Kate’s Addiction Recovery Story
Kate’s struggle with addiction began early in her life, taking control of her thoughts and actions when she was only eleven years old. It was important to her that her friends liked her, and she wanted to feel like she fit in. Unfortunately, at the time, her friends were finding new ways to keep busy and have “fun”, which included weed, Adderall, and cocaine. But after high school, her toxic relationship sent her over the edge. It was four years of a downward spiral, and it just kept getting darker and darker and darker.
“I was doing things, saying things, and becoming somebody I never wanted to be. I was in a toxic relationship that was substance filled, and I knew I had a problem. I couldn’t even get through a day or a week without picking up one thing or another or trading substances for a shopping addiction.”
Her fight for sobriety started a couple of rehab centers back. However, various aspects, such as co-occurring disorders like trauma and anxiety, fueled her addiction, and she could not recover as she had hoped. The clarity hit her when she looked in a mirror for a little longer than usual. Faced with only herself – a set of eyes stared back at her – but she didn’t recognize them as her own anymore. It was a harsh reality that became etched in her mind as she continued finding her path to recovery.

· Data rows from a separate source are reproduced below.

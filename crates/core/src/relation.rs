//! Cross-token relations (token A priced in units of token B).

use std::collections::BTreeMap;

use tracing::{debug, warn};

use crate::cache::LockedCache;
use crate::registry::TokenRegistry;

/// Configured correlated pairs, by canonical id.
#[derive(Debug, Clone, Default)]
pub struct RelationTable {
    pairs: Vec<(String, String)>,
}

impl RelationTable {
    pub fn new(pairs: Vec<(String, String)>) -> Self {
        Self { pairs }
    }

    /// Canonical ids correlated with `id`, in configuration order.
    pub fn partners<'a>(&'a self, id: &'a str) -> impl Iterator<Item = &'a str> + 'a {
        self.pairs.iter().filter_map(move |(a, b)| {
            if a == id {
                Some(b.as_str())
            } else if b == id {
                Some(a.as_str())
            } else {
                None
            }
        })
    }

    /// The same pairs keyed by canonical id, as resolved by `registry`.
    ///
    /// Pairs with a side the registry does not know are dropped.
    pub fn resolved(&self, registry: &TokenRegistry) -> Self {
        let pairs = self
            .pairs
            .iter()
            .filter_map(|(a, b)| match (registry.resolve(a), registry.resolve(b)) {
                (Ok(a_id), Ok(b_id)) => Some((a_id.to_string(), b_id.to_string())),
                _ => {
                    warn!("Skipping relation {}:{}, token not registered", a, b);
                    None
                }
            })
            .collect();
        Self { pairs }
    }

    pub fn is_empty(&self) -> bool {
        self.pairs.is_empty()
    }
}

/// Ratio `price / other`, or `None` if either side is zero or unknown.
pub fn relation_value(price: Option<f64>, other: Option<f64>) -> Option<f64> {
    match (price, other) {
        (Some(p), Some(o)) if p != 0.0 && o != 0.0 && p.is_finite() && o.is_finite() => Some(p / o),
        _ => None,
    }
}

/// Computes relations for a freshly fetched snapshot from inside the cache lock.
pub struct RelationResolver<'a> {
    table: &'a RelationTable,
}

impl<'a> RelationResolver<'a> {
    pub fn new(table: &'a RelationTable) -> Self {
        Self { table }
    }

    /// Relations for `id` at `price`, keyed by the partner's upper-cased symbol.
    ///
    /// Partner lookups go through `cache`, which already holds the lock.
    /// A failed partner lookup drops that relation only.
    pub async fn resolve(
        &self,
        id: &str,
        price: Option<f64>,
        cache: &LockedCache<'_>,
    ) -> BTreeMap<String, f64> {
        let mut relations = BTreeMap::new();

        for other_id in self.table.partners(id) {
            let other = match cache.get_nested(other_id).await {
                Ok(other) => other,
                Err(e) => {
                    warn!("Skipping relation {} -> {}: {}", id, other_id, e);
                    continue;
                }
            };

            match relation_value(price, other.current_price) {
                Some(value) => {
                    relations.insert(other.symbol.to_uppercase(), value);
                }
                None => debug!("No relation {} -> {}: zero or missing price", id, other_id),
            }
        }

        relations
    }
}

“I was getting ready to go out one night, and I was looking at my makeup mirror. And I didn’t even recognize myself. It was the worst case of body dysmorphia, but I didn’t know who I was looking at anymore. And I had this God intervention moment where I just completely turned off that side of me because that side of me would have landed me in a box.”
Once she began trying to get help, the onslaught of negative self-talk, doubt, relapse, and denial that she wasn’t “that bad” kept getting in her way.
“I’m definitely a bullheaded, stubborn person, and my biggest problem at first was admitting that I was powerless over it because I thought I had control of everything else. I had a relationship. I had a place that I had of my own. I had a car. I was like, “‘I can’t be a drug addict. I’m not on the streets doing heroin.”’ And then I started using that. “‘But I’m not doing crack.”’ Then I started using that. It’s like everything I said I wouldn’t be; I ended up being.”
“I never lied, cheated, or did those things to anybody else. The only person I was deceiving in life was myself. And that’s why it got so much worse for me. Still, I had to have those rock bottom moments where I didn’t recognize myself because it drove me to get sober and clean. After all, no one comes to rehab on a good day – you have to be in the pits of despair to want to climb out to something better.”
In addition, she discussed her experiences as a member of the LGBTQ+ community, explaining how difficult it can be for people who are considered to be different. The process comes with a lot of trauma, confusion, and sometimes drugs; as people deal with the hardships that consume them, they seek to self-medicate the pain.
“You’re not alone if you don’t want that life. Because that life is not sustainable, you can have more and deserve more. I think the drugs, especially methamphetamine and fentanyl now coming onto the scene; you never know how many milligrams are in there, and they’re being pressed in shady environments. As much as people glamorize drugs, It’s never the answer. It tears you apart, inside and out, spiritually, mentally, and physically. It’s so normalized now, and you don’t realize how much you base your life around your addiction.”
However, Kate finally received the help she needed, and she’s no longer in the dark about how happy one can truly become when drugs and alcohol are no longer involved.
“I think what surprised me the most about recovery is how happy I am every single day. I never thought sober me could be happy, do all the fun things I wanted to do, and still be funny and goofy. I always thought people loved me more when I was messed up. But truly, people love me way more, just for me.”
“I can’t thank Discovery Point Retreat enough because, from the bottom of my heart, I would not be sitting here today without them. And I know it may sound corny, but it’s the truth. I can say no other treatment centers are set up like this. Most are just 30-day residential stays. This is 30 days residential, another 30 of partial hospitalization, and another 30 of intensive outpatient. So by the time you’re out of here, you have 90 days of sobriety under your belt. Your body’s starting to renew; your brain functions are better. And all of this therapy, I wish more people could get this much therapy.”
“I want to be me. And I had the hardest time in life finding out who I really was. But truly, this time around, I’ve found Kate, and I love her.”